== Segment start ==

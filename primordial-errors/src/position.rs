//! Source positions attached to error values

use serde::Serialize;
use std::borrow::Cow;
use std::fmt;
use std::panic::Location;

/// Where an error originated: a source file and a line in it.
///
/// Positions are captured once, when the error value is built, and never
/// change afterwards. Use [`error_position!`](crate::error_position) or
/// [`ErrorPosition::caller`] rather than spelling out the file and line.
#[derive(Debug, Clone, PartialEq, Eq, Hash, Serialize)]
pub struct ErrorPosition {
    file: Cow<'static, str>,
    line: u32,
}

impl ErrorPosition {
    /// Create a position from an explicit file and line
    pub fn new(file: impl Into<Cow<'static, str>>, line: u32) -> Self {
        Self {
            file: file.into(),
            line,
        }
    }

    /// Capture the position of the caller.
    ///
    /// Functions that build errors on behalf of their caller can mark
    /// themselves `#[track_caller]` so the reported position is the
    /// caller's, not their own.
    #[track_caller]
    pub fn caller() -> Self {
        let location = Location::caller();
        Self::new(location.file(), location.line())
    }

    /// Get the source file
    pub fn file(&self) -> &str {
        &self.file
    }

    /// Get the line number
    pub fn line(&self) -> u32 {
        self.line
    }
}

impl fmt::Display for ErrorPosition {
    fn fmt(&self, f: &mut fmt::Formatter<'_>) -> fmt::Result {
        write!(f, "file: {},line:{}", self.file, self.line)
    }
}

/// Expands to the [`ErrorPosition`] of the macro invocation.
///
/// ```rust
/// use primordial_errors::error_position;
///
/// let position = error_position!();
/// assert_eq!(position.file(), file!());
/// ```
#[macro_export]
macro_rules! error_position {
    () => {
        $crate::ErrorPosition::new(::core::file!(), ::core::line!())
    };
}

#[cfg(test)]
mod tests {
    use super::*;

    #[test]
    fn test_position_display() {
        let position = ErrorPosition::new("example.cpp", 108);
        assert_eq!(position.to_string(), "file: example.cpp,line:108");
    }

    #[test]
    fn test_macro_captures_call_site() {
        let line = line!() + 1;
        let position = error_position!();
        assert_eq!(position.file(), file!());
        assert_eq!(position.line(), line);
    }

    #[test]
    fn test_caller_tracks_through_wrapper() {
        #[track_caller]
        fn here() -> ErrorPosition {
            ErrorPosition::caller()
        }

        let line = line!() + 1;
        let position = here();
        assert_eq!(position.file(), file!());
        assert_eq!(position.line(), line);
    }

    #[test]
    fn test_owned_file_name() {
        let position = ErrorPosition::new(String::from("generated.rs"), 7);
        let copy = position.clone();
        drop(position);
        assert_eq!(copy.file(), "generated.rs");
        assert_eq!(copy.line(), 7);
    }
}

== Segment end ==
== Segment start ==

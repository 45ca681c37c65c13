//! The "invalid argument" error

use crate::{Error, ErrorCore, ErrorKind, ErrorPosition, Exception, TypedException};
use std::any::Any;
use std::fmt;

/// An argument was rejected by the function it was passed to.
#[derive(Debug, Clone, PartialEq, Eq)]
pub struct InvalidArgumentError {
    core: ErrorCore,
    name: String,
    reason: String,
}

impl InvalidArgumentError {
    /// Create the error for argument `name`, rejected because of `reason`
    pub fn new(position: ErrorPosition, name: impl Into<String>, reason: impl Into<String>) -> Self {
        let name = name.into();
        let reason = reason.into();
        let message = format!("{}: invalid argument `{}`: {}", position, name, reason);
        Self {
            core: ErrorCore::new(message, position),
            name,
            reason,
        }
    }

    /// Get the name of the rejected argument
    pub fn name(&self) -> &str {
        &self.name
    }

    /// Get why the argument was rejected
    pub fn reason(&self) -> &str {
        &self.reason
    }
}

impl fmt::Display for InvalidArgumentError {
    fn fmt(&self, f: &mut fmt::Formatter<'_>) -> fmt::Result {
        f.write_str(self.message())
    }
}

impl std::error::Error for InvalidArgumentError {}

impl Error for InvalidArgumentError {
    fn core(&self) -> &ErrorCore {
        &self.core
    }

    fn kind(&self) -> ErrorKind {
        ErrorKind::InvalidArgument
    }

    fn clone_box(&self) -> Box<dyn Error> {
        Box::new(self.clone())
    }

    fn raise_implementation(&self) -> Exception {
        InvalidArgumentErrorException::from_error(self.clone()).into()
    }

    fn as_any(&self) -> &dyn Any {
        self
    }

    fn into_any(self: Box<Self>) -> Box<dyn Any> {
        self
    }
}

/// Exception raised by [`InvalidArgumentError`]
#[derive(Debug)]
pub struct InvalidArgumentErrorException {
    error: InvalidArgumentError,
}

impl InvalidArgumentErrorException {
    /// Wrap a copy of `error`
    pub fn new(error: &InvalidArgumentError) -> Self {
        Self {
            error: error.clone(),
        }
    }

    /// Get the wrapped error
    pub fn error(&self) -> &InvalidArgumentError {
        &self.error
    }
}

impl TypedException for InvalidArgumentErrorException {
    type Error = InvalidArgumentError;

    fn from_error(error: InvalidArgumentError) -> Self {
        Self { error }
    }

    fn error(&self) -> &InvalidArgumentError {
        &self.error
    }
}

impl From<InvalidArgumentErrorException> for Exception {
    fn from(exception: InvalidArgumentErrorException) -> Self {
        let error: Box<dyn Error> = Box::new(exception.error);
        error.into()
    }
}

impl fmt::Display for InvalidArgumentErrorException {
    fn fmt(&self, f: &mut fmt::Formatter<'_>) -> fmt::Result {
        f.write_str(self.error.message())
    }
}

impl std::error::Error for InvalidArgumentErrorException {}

== Segment end ==
== Segment start ==

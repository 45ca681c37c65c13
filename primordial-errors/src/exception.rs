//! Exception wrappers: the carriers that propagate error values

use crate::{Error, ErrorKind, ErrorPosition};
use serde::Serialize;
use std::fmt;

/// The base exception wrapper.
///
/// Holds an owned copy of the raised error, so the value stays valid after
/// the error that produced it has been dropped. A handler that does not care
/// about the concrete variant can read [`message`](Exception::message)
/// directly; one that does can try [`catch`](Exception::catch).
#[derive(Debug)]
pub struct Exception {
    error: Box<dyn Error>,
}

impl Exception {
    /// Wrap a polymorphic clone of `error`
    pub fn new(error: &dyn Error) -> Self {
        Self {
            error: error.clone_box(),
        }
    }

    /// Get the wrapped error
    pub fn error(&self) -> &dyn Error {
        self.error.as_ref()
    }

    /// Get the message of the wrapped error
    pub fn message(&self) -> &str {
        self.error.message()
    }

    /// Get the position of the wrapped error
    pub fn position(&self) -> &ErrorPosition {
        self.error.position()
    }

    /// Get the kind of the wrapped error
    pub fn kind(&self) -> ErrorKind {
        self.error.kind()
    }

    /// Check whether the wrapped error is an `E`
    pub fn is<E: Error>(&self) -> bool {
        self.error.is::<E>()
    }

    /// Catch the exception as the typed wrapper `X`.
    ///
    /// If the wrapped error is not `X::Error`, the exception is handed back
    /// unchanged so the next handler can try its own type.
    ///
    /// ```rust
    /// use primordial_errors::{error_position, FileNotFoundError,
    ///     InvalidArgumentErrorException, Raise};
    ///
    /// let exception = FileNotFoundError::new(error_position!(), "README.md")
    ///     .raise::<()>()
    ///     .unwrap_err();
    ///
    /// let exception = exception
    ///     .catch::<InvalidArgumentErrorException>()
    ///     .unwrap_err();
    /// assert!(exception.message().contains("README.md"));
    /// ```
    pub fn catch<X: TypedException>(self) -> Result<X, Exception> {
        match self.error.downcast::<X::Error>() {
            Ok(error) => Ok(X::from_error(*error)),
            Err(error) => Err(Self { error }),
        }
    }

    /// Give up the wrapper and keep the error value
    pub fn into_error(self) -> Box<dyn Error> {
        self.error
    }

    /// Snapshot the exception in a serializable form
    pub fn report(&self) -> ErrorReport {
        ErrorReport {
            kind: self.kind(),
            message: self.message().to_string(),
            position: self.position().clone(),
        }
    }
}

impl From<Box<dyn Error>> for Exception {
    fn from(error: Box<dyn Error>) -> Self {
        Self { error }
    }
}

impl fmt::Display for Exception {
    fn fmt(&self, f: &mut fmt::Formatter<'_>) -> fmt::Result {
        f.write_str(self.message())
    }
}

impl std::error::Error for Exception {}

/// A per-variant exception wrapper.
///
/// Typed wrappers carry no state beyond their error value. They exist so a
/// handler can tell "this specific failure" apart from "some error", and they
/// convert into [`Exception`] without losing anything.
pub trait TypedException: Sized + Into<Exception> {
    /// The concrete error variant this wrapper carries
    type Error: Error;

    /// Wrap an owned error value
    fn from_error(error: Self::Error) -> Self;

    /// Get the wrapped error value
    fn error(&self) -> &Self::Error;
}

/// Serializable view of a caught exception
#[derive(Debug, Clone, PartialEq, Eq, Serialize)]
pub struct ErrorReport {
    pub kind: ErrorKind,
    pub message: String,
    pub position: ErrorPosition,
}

== Segment end ==

> **Work instruction**:
Go through the listing above and copy each line in which the string "Debug" is found.

> **Solution for this problem**:
#[derive(Debug, Clone, PartialEq, Eq, Hash, Serialize)]
#[derive(Debug, Clone, PartialEq, Eq)]
#[derive(Debug)]
#[derive(Debug)]
#[derive(Debug, Clone, PartialEq, Eq, Serialize)]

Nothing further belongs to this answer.